(YOUR OBJECTIVE) Give the number of lines in the records below that contain the word "String". State only that number.

(RECORDED DATA)

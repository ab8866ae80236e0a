/// Rule identifiers, in the fixed evaluation order the evaluator runs them in.
#[derive(Clone, Copy, Debug, PartialEq, Eq)]
pub enum RuleId {
    Sys001,
    Kill001,
    Loss001,
    Loss002,
    Exec001,
    Exec002,
    Exp001,
    Exp002,
    Exp003,
}

impl RuleId {
    pub const fn as_str(self) -> &'static str {
        match self {
            RuleId::Sys001 => "SYS-001",
            RuleId::Kill001 => "KILL-001",
            RuleId::Loss001 => "LOSS-001",
            RuleId::Loss002 => "LOSS-002",
            RuleId::Exec001 => "EXEC-001",
            RuleId::Exec002 => "EXEC-002",
            RuleId::Exp001 => "EXP-001",
            RuleId::Exp002 => "EXP-002",
            RuleId::Exp003 => "EXP-003",
        }
    }
}

impl std::fmt::Display for RuleId {
    fn fmt(&self, f: &mut std::fmt::Formatter<'_>) -> std::fmt::Result {
        f.write_str(self.as_str())
    }
}
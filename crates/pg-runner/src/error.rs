use thiserror::Error;

/// The stream runner's only failure modes: a broker exception (fail-loud,
/// no retry — the partial audit log is left intact) or an I/O failure
/// writing one of the two event logs.
#[derive(Debug, Error)]
pub enum RunnerError {
    #[error("audit log write failed: {0}")]
    Audit(#[from] pg_audit::AuditError),

    #[error("exec log write failed: {0}")]
    ExecLog(#[from] std::io::Error),

    #[error("broker error: {0}")]
    Broker(#[source] Box<dyn std::error::Error + Send + Sync>),
}
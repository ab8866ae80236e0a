use thiserror::Error;

/// Raised at evaluation entry when an intent or state snapshot is malformed.
///
/// Never raised by a rule function or the evaluator itself — by the time a
/// rule runs, its inputs have already passed construction-time validation.
#[derive(Debug, Clone, Error, PartialEq, Eq)]
pub enum InputError {
    #[error("invalid order intent: {0}")]
    InvalidIntent(String),

    #[error("invalid portfolio state: {0}")]
    InvalidPortfolio(String),

    #[error("invalid market snapshot: {0}")]
    InvalidMarket(String),
}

(YOUR RESPONSE) 3